Working with seasoned business executives and Ph.D. and M.B.A. candidates on leadership skills for future application in a business context is one thing, but working with undergraduates who are still exploring what might become a life's work requires another kind of approach. Duke's Hart Leadership program emphasizes opportunities for students to wrestle firsthand with leadership dilemmas--in the classroom and in the field.

Hart program director Alma Blount says she doesn't even like the word very much. "Leadership is an abstraction," she says, "and the word 'leader' keeps the focus on a person rather than the work. Leadership is an activity--it is getting people to engage in a learning process, to pay attention to what is in front of their noses, and to confront the discomfort and resistance that comes when we try to tackle the tough social issues that affect our work places and communities." By this definition, Blount explains, leadership is an activity that rocks the boat, destabilizes the status quo, and requires collective, fresh thinking about common problems.

"It doesn't matter what your politics are in my classes," says Blount, who teaches the "Civic Participation and Community Leadership" freshman course. "It is about engaging across our differences. I dare students to take a stand in class, but I tell them, 'If you are just pontificating from your position, you are not exercising leadership. A leader has to listen and understand the other side.' " To this end, Blount has her self-identified liberal students read conservative political journals and vice versa, "so that they might begin to see the aspects of truth in an opponent's argument rather than demonize the Other," she says.

"Alma holds the class in a trustworthy way while shaking them up and making them uncomfortable," says Sharon Daloz Parks, associate director of the Whidbey Institute, an independent educational center in Clinton, Washington. Parks is the author of a forthcoming book, Can Leadership Be Taught?, scheduled for publication by Harvard Business School Press in 2005. The book evaluates a number of leadership programs around the country, focusing on the controversial pedagogy of Ronald Heifetz, co-founder of Harvard University's Center for Public Leadership in the Kennedy School of Government. Blount worked as a member of Heifetz's teaching team for three years before coming to Duke.

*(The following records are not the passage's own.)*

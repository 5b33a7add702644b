//! # Scholar Fanout
//!
//! Federated search over academic literature providers. One free-text
//! query is sent concurrently to Semantic Scholar, arXiv and OpenAlex; each
//! answer is normalized into a common record shape and the lists are merged
//! round-robin so every provider is represented near the top.
//!
//! ## Architecture
//!
//! The library is organized into several modules:
//!
//! - [`models`]: Core data structures (NormalizedRecord, SearchQuery, etc.)
//! - [`sources`]: Provider adapters behind the [`Source`] trait
//! - [`aggregator`]: Concurrent fan-out and round-robin merge
//! - [`utils`]: HTTP client, filters, citation export, deduplication and display
//! - [`config`]: Configuration management
//!
//! ## Example
//!
//! ```rust,no_run
//! use scholar_fanout::{config::Config, Aggregator};
//!
//! # async fn run() -> Result<(), Box<dyn std::error::Error>> {
//! let aggregator = Aggregator::from_config(&Config::default())?;
//! for record in aggregator.search("graph neural networks").await? {
//!     println!("[{}] {} ({})", record.source(), record.title(), record.year());
//! }
//! # Ok(())
//! # }
//! ```

pub mod aggregator;
pub mod config;
pub mod models;
pub mod sources;
pub mod utils;

// Re-export commonly used types
pub use aggregator::{interleave, AggregateResponse, Aggregator, SourceReport};
pub use models::{NormalizedRecord, PublicationYear, SearchQuery, SourceKind};
pub use sources::{Source, SourceError};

"Alma Blount has developed an exemplary approach to the formation of leadership skills," says Parks. "She challenges her students to marry their passion to strategic wisdom. Other undergraduate programs tend to work only with top students and give them certain skills enhancements, but the Duke program gives students a rightly timed challenge in class and in the field." Cathy Fisher, now a sophomore, says, "before taking Professor Blount's course, I lived in a bubble. I had no idea of what was going on in the world around me." Now Fisher reports that, as a direct result of the "Civic Participation and Community Leadership" class, she has registered to vote and, this August, attended the Duke Student Leadership Retreat in Beaufort, North Carolina.

Jennifer Farrell, Hart Leadership  Program graduate

 "I used to think leadership was about being a person in a powerful position, but I came home believing that anyone can be a leader by taking action."
Jennifer Farrell, Hart Leadership 
Program graduate. Photo: Les Todd

 

Beyond introductory courses on leadership theory and civic participation, the Hart program offers immersion experiences in communities around the world, so that students may quickly confront the complexity of social problems such as youth violence, AIDS, and inequality in education and health care. Negotiation, collaboration, and working across cultural, racial, and economic differences are central to these experiences. The summer after his freshman year, junior Hirsh Sandesara worked as a medical assistant in a clinic for the homeless in Albuquerque, New Mexico; he says he was surprised how quickly his stereotypes of the homeless were contradicted.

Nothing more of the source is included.